= William Greenfield (philologist) =

English philologist

William Greenfield (1 April 1799 – 5 November 1831) was an English philologist.

Greenfield was born in London on 1 April 1799. His father, William Greenfield, a native of Haddington, attended Well Street Chapel, London, then under the ministry of Alexander Waugh. He joined a missionary voyage in the ship Duff, and was accidentally drowned when his son was two years old. In the spring of 1802 Greenfield was taken by his mother to Jedburgh. In the summer of 1810 they returned to London, and Greenfield resided for some time with his two maternal uncles, who gave him instruction. They were men of business who studied languages in order to understand learned quotations, and they taught him.
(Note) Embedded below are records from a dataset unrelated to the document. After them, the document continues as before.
//! Record alteration: field drops and per-field operators.
//!
//! ```text
//! AlterSection ::= { drop?: "ALL" | [field, ...], <operator>: { <field>: AlterSpec, ... }, ... }
//! AlterSpec    ::= { value: any, type?: str, format?: str, replacement?: any }
//! ```
//! `drop` always runs first. A truthy non-list `drop` deletes the whole record
//! and no operator group runs.
//!
//! A missing current value is the identity of the operator: `incr` and `decr`
//! start from zero, `append` and `prepend` start from empty text (text
//! operand) or an empty list (anything else), and `replace` leaves the field
//! as it is. `mul` and `div` have no value to scale and reject a missing one.

use std::collections::BTreeMap;
use std::fmt;
use std::str::FromStr;

use fly_types::{FlyError, Result, Value};

use crate::convert::{convert, ValueType};
use crate::record::RecordAccessor;
use crate::rule::{expect_object, optional_string};

/// A field alteration operator.
#[derive(Debug, Clone, Copy, PartialEq, Eq)]
pub enum AlterOperator {
    Set,
    Replace,
    Append,
    Prepend,
    Incr,
    Decr,
    Mul,
    /// True division: numbers always yield a float.
    Div,
    /// Set only when the record does not have the field yet.
    Default,
}

impl AlterOperator {
    pub fn name(self) -> &'static str {
        match self {
            AlterOperator::Set => "set",
            AlterOperator::Replace => "replace",
            AlterOperator::Append => "append",
            AlterOperator::Prepend => "prepend",
            AlterOperator::Incr => "incr",
            AlterOperator::Decr => "decr",
            AlterOperator::Mul => "mul",
            AlterOperator::Div => "div",
            AlterOperator::Default => "default",
        }
    }

    /// Compute the new field value from the current one and the converted
    /// operand.
    pub fn apply(self, current: Value, value: Value, spec: &AlterSpec) -> Result<Value> {
        match self {
            AlterOperator::Set | AlterOperator::Default => Ok(value),
            AlterOperator::Replace => {
                let replacement = spec.converted_option("replacement")?;
                replace(current, &value, replacement)
            }
            AlterOperator::Append => append(current, value),
            AlterOperator::Prepend => prepend(current, value),
            AlterOperator::Incr => add(current, value, self),
            AlterOperator::Decr => add(current, negate(value)?, self),
            AlterOperator::Mul => mul(current, value),
            AlterOperator::Div => div(current, value),
        }
    }

    fn incompatible(self, message: String) -> FlyError {
        FlyError::IncompatibleOperands {
            operator: self.name().to_string(),
            message,
        }
    }
}

impl FromStr for AlterOperator {
    type Err = FlyError;

    fn from_str(s: &str) -> Result<Self> {
        let op = match s {
            "set" => AlterOperator::Set,
            "replace" => AlterOperator::Replace,
            "append" => AlterOperator::Append,
            "prepend" => AlterOperator::Prepend,
            "incr" => AlterOperator::Incr,
            "decr" => AlterOperator::Decr,
            "mul" => AlterOperator::Mul,
            "div" => AlterOperator::Div,
            "default" => AlterOperator::Default,
            other => {
                return Err(FlyError::UnknownOperator {
                    operator: other.to_string(),
                })
            }
        };
        Ok(op)
    }
}

impl fmt::Display for AlterOperator {
    fn fmt(&self, f: &mut fmt::Formatter<'_>) -> fmt::Result {
        f.write_str(self.name())
    }
}

// ---------------------------------------------------------------------------
// Operators
// ---------------------------------------------------------------------------

fn replace(current: Value, target: &Value, replacement: Value) -> Result<Value> {
    match (current, target) {
        (Value::Str(text), Value::Str(needle)) => match replacement {
            Value::Str(with) => Ok(Value::Str(text.replace(needle.as_str(), &with))),
            other => Err(AlterOperator::Replace.incompatible(format!(
                "cannot substitute {} into text",
                other.kind()
            ))),
        },
        (Value::List(items), target) => Ok(Value::List(
            items
                .into_iter()
                .map(|item| if item == *target { replacement.clone() } else { item })
                .collect(),
        )),
        (current, _) => Ok(current),
    }
}

fn append(current: Value, value: Value) -> Result<Value> {
    match (current, value) {
        (Value::Str(mut text), Value::Str(tail)) => {
            text.push_str(&tail);
            Ok(Value::Str(text))
        }
        (Value::List(mut items), value) => {
            items.push(value);
            Ok(Value::List(items))
        }
        (Value::Null, Value::Str(text)) => Ok(Value::Str(text)),
        (Value::Null, value) => Ok(Value::List(vec![value])),
        (current, value) => Err(AlterOperator::Append.incompatible(format!(
            "cannot append {} to {}",
            value.kind(),
            current.kind()
        ))),
    }
}

fn prepend(current: Value, value: Value) -> Result<Value> {
    match (current, value) {
        (Value::Str(text), Value::Str(mut head)) => {
            head.push_str(&text);
            Ok(Value::Str(head))
        }
        (Value::List(mut items), value) => {
            items.insert(0, value);
            Ok(Value::List(items))
        }
        (Value::Null, Value::Str(text)) => Ok(Value::Str(text)),
        (Value::Null, value) => Ok(Value::List(vec![value])),
        (current, value) => Err(AlterOperator::Prepend.incompatible(format!(
            "cannot prepend {} to {}",
            value.kind(),
            current.kind()
        ))),
    }
}

fn negate(value: Value) -> Result<Value> {
    match value {
        Value::Int(i) => i
            .checked_neg()
            .map(Value::Int)
            .ok_or_else(|| AlterOperator::Decr.incompatible("integer overflow".into())),
        Value::Float(f) => Ok(Value::Float(-f)),
        Value::Duration(d) => Ok(Value::Duration(-d)),
        other => Err(AlterOperator::Decr.incompatible(format!(
            "cannot subtract {}",
            other.kind()
        ))),
    }
}

fn add(current: Value, value: Value, op: AlterOperator) -> Result<Value> {
    let overflow = || op.incompatible("result out of range".into());
    match (current, value) {
        (Value::Null, value @ (Value::Int(_) | Value::Float(_) | Value::Duration(_))) => Ok(value),
        (Value::Int(a), Value::Int(b)) => a.checked_add(b).map(Value::Int).ok_or_else(overflow),
        (Value::Int(a), Value::Float(b)) => Ok(Value::Float(a as f64 + b)),
        (Value::Float(a), Value::Int(b)) => Ok(Value::Float(a + b as f64)),
        (Value::Float(a), Value::Float(b)) => Ok(Value::Float(a + b)),
        (Value::Duration(a), Value::Duration(b)) => {
            a.checked_add(&b).map(Value::Duration).ok_or_else(overflow)
        }
        (Value::DateTime(a), Value::Duration(b)) => {
            a.checked_add_signed(b).map(Value::DateTime).ok_or_else(overflow)
        }
        (Value::Date(a), Value::Duration(b)) => {
            a.checked_add_signed(b).map(Value::Date).ok_or_else(overflow)
        }
        (Value::Time(a), Value::Duration(b)) => Ok(Value::Time(a + b)),
        (current, value) => Err(op.incompatible(format!(
            "cannot add {} to {}",
            value.kind(),
            current.kind()
        ))),
    }
}

fn mul(current: Value, value: Value) -> Result<Value> {
    let op = AlterOperator::Mul;
    let overflow = || op.incompatible("result out of range".into());
    let scale_duration = |d: chrono::Duration, n: i64| {
        i32::try_from(n)
            .ok()
            .and_then(|n| d.checked_mul(n))
            .map(Value::Duration)
            .ok_or_else(overflow)
    };
    match (current, value) {
        (Value::Int(a), Value::Int(b)) => a.checked_mul(b).map(Value::Int).ok_or_else(overflow),
        (Value::Int(a), Value::Float(b)) => Ok(Value::Float(a as f64 * b)),
        (Value::Float(a), Value::Int(b)) => Ok(Value::Float(a * b as f64)),
        (Value::Float(a), Value::Float(b)) => Ok(Value::Float(a * b)),
        (Value::Duration(d), Value::Int(n)) | (Value::Int(n), Value::Duration(d)) => {
            scale_duration(d, n)
        }
        (current, value) => Err(op.incompatible(format!(
            "cannot multiply {} by {}",
            current.kind(),
            value.kind()
        ))),
    }
}

fn div(current: Value, value: Value) -> Result<Value> {
    let op = AlterOperator::Div;
    let divisor = match value {
        Value::Int(0) => return Err(op.incompatible("division by zero".into())),
        Value::Float(f) if f == 0.0 => return Err(op.incompatible("division by zero".into())),
        value => value,
    };
    match (current, divisor) {
        (Value::Int(a), Value::Int(b)) => Ok(Value::Float(a as f64 / b as f64)),
        (Value::Int(a), Value::Float(b)) => Ok(Value::Float(a as f64 / b)),
        (Value::Float(a), Value::Int(b)) => Ok(Value::Float(a / b as f64)),
        (Value::Float(a), Value::Float(b)) => Ok(Value::Float(a / b)),
        (Value::Duration(d), Value::Int(n)) => i32::try_from(n)
            .ok()
            .and_then(|n| d.checked_div(n))
            .map(Value::Duration)
            .ok_or_else(|| op.incompatible("result out of range".into())),
        (current, value) => Err(op.incompatible(format!(
            "cannot divide {} by {}",
            current.kind(),
            value.kind()
        ))),
    }
}

// ---------------------------------------------------------------------------
// Configuration
// ---------------------------------------------------------------------------

/// What a `drop` entry removes.
#[derive(Debug, Clone, PartialEq)]
pub enum DropTarget {
    /// The whole record.
    Record,
    /// Only the listed fields.
    Fields(Vec<String>),
}

/// Operand and options for one field under an operator group.
#[derive(Debug, Clone, PartialEq)]
pub struct AlterSpec {
    pub field: String,
    pub value: Value,
    pub value_type: Option<ValueType>,
    pub format: Option<String>,
    /// Operator-specific keys such as `replacement`.
    pub options: BTreeMap<String, Value>,
}

impl AlterSpec {
    pub fn new(field: impl Into<String>, value: impl Into<Value>) -> Self {
        Self {
            field: field.into(),
            value: value.into(),
            value_type: None,
            format: None,
            options: BTreeMap::new(),
        }
    }

    pub fn with_type(mut self, value_type: ValueType) -> Self {
        self.value_type = Some(value_type);
        self
    }

    pub fn with_option(mut self, key: impl Into<String>, value: impl Into<Value>) -> Self {
        self.options.insert(key.into(), value.into());
        self
    }

    pub fn option(&self, key: &str) -> Option<&Value> {
        self.options.get(key)
    }

    /// The operand converted with this entry's type and format.
    pub fn converted_value(&self) -> Result<Value> {
        convert(&self.value, self.value_type.as_ref(), self.format.as_deref())
    }

    /// An option converted with this entry's type and format; absent options
    /// convert from null.
    pub fn converted_option(&self, key: &str) -> Result<Value> {
        let raw = self.options.get(key).cloned().unwrap_or_default();
        convert(&raw, self.value_type.as_ref(), self.format.as_deref())
    }

    pub fn from_json(field: &str, json: &serde_json::Value) -> Result<Self> {
        let what = format!("alter entry for '{field}'");
        let obj = expect_object(json, &what)?;
        let options = obj
            .iter()
            .filter(|(key, _)| !matches!(key.as_str(), "value" | "type" | "format"))
            .map(|(key, value)| (key.clone(), Value::from(value)))
            .collect();
        Ok(Self {
            field: field.to_string(),
            value: obj.get("value").map(Value::from).unwrap_or_default(),
            value_type: optional_string(obj, "type", &what)?.map(|t| ValueType::parse(&t)),
            format: optional_string(obj, "format", &what)?,
            options,
        })
    }
}

/// One operator applied to a list of fields, in document order.
#[derive(Debug, Clone, PartialEq)]
pub struct AlterGroup {
    pub operator: AlterOperator,
    pub fields: Vec<AlterSpec>,
}

#[derive(Debug, Clone, PartialEq, Default)]
pub struct AlterSection {
    pub drop: Option<DropTarget>,
    pub groups: Vec<AlterGroup>,
}

impl AlterSection {
    pub fn from_json(json: &serde_json::Value) -> Result<Self> {
        let obj = expect_object(json, "alter section")?;
        let mut section = AlterSection::default();

        for (key, entry) in obj {
            if key == "drop" {
                section.drop = parse_drop(entry)?;
                continue;
            }
            let operator: AlterOperator = key.parse()?;
            let fields = expect_object(entry, &format!("alter group '{key}'"))?
                .iter()
                .map(|(field, spec)| AlterSpec::from_json(field, spec))
                .collect::<Result<Vec<_>>>()?;
            section.groups.push(AlterGroup { operator, fields });
        }
        Ok(section)
    }
}

fn parse_drop(entry: &serde_json::Value) -> Result<Option<DropTarget>> {
    if let Some(items) = entry.as_array() {
        let fields = items
            .iter()
            .map(|item| {
                item.as_str().map(String::from).ok_or_else(|| {
                    FlyError::InvalidRule(format!("drop list entries must be field names, got {item}"))
                })
            })
            .collect::<Result<Vec<_>>>()?;
        return Ok(Some(DropTarget::Fields(fields)));
    }
    Ok(Value::from(entry).is_truthy().then_some(DropTarget::Record))
}

// ---------------------------------------------------------------------------
// Engine
// ---------------------------------------------------------------------------

/// Whether the record survived an alteration.
#[derive(Debug, Clone, Copy, PartialEq, Eq)]
pub enum Disposition {
    Retained,
    Deleted,
}

/// Apply an alter section to `record`.
///
/// Not transactional: if an operator fails, fields already written stay
/// written.
pub fn alter<A: RecordAccessor>(
    accessor: &A,
    record: &mut A::Record,
    section: &AlterSection,
) -> Result<Disposition> {
    match &section.drop {
        Some(DropTarget::Record) => return Ok(Disposition::Deleted),
        Some(DropTarget::Fields(fields)) => {
            for field in fields {
                accessor.delete(record, field);
            }
        }
        None => {}
    }

    for group in &section.groups {
        for spec in &group.fields {
            let present = accessor.has(record, &spec.field);
            match group.operator {
                AlterOperator::Default if present => continue,
                AlterOperator::Replace if !present => continue,
                _ => {}
            }
            let current = accessor.get(record, &spec.field);
            let value = spec.converted_value()?;
            let updated = group.operator.apply(current, value, spec)?;
            accessor.set(record, &spec.field, updated)?;
        }
    }
    Ok(Disposition::Retained)
}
In October 1812 Greenfield was apprenticed to a bookbinder named Rennie. A Jew employed in his master's house, and a reader of the law in the synagogue, taught him Hebrew gratuitously. At sixteen Greenfield began to teach in the Fitzroy Sabbath School, of which his master was a conductor. At seventeen he became a member of Well Street Chapel, and a close friend of the minister, Dr. Waugh.
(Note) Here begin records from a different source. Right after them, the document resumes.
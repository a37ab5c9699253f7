use criterion::{BenchmarkId, Criterion, black_box, criterion_group, criterion_main};

use anyver::version::AnyVer;
use anyver::version::parser::parse;
use std::str::FromStr;

pub fn bench_version_parsing(c: &mut Criterion) {
    let mut group = c.benchmark_group("version_parsing");

    // Benchmark plain dotted version
    group.bench_function("dotted", |b| b.iter(|| parse(black_box("1.6.2"))));

    // Benchmark components embedded in text
    group.bench_function("embedded_text", |b| {
        b.iter(|| parse(black_box("20190405ubuntu1")))
    });

    // Benchmark hash detection
    group.bench_function("hash_suffix", |b| {
        b.iter(|| parse(black_box("2019-10-16 0A7FF")))
    });

    // Benchmark full packaging-style string
    group.bench_function("packaging_string", |b| {
        b.iter(|| parse(black_box("1.6.2+git20170426.d24a630-2ubuntu1")))
    });

    // Benchmark rendering parsed values back to text
    let inputs = [
        ("short", "1.6.2"),
        ("dated", "2019-10-16 0A7FF"),
        ("long", "1.6.2+git20170426.d24a630-2ubuntu1"),
    ];

    for (name, input) in inputs {
        let version = AnyVer::from_str(input).unwrap();
        group.bench_with_input(BenchmarkId::new("render", name), &version, |b, v| {
            b.iter(|| black_box(v).to_string())
        });
    }

    group.finish();
}

criterion_group!(benches, bench_version_parsing);
criterion_main!(benches);
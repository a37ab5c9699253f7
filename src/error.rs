use thiserror::Error;

#[derive(Error, Debug)]
pub enum AnyVerError {
    #[error("version string is not parseable: {0:?}")]
    Unparseable(String),

    #[error("numeric component {0:?} does not fit the widest supported storage width")]
    ComponentOverflow(String),

    #[error("component index {index} is out of range for a version with {len} components")]
    IndexOutOfRange { index: usize, len: usize },

    #[error("version with {len} components has no {field} component")]
    MissingComponent { field: &'static str, len: usize },

    #[error("invalid format template {template:?}: {reason}")]
    InvalidTemplate { template: String, reason: String },
}

pub type Result<T> = std::result::Result<T, AnyVerError>;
In 1824 he left business to devote himself to languages and biblical criticism. In 1827 he published The Comprehensive Bible … with … a general introduction … Notes, &c. The book, though fiercely attacked as heterodox by the 'Record' and a Dr. Henderson, became very popular, especially among Unitarians. An abridgment was afterwards published as The Pillar of Divine Truth immoveably fixed on the foundation of the Apostles and Prophets. … The whole of the arguments and illustrations drawn from the pages of the Comprehensive Bible, by …[W. Greenfield], 8vo, London, 1831. Greenfield's valuable Defence of the Serampore Mahratta Version of the New Testament (in reply to the Asiatic Journal for September, 1829), 8vo, London, 1830, commended him to the notice of the British and Foreign Bible Society, by whom he was engaged, about April of that year, as superintendent of the editorial department. He had no previous knowledge of the Mahratta and other languages referred to in the pamphlet, which, it is said, was written within five weeks of his taking up the subject. He followed it up by A Defence of the Surinam Negro-English Version of the New Testament …, 1830 (in reply to the Edinburgh Christian Instructor).

While nineteen months in the society's service Greenfield wrote upon twelve European, five Asiatic, one African, and three American languages; and acquired considerable knowledge of Peruvian, Surinam Creole, Chippeway, and Berber. His last undertaking for the society was the revision of the Modern Greek Psalter as it went through the press. He also projected a grammar in thirty languages, but in the midst of his labours he was struck down by brain fever, dying at Islington on 5 November 1831. He left a widow and five children, on whose behalf a subscription was opened His portrait by Hayter was engraved by Holl. Greenfield was a member of the Royal Asiatic Society.

==Works==
- The book of Genesis in English-Hebrew … with notes, &c., by ... [W. Greenfield], 8vo, London, 1828; & 8vo, London, 1831.
- New Testament, Greek, 16mo, London, 1829.
- The Polymicrian Greek Lexicon to the New Testament, &c., 16mo, London, 1829 (new edition as A Greek-English Lexicon to the New Testament, revised by T. S. Green, 8vo, London, 1849; other editions in 1870 and 1885).
- Novi Testamenti Græci Ταμείον,’ … Ex opera E. Schmidii … depromptum a Gulielmo Greenfield, Greek, 16mo, London, 1830.
- A Defence of the Surinam Negro-English Version of the New Testament, 1830
- New Testament, Greek and Hebrew, translated into Hebrew by W. Greenfield, 8vo, London, 1831 (with the Hebrew translation only, 16mo, London [1831]). The Hebrew version was also included in Samuel Lee's Biblia Sacra Polyglotta, fol. London, 1831.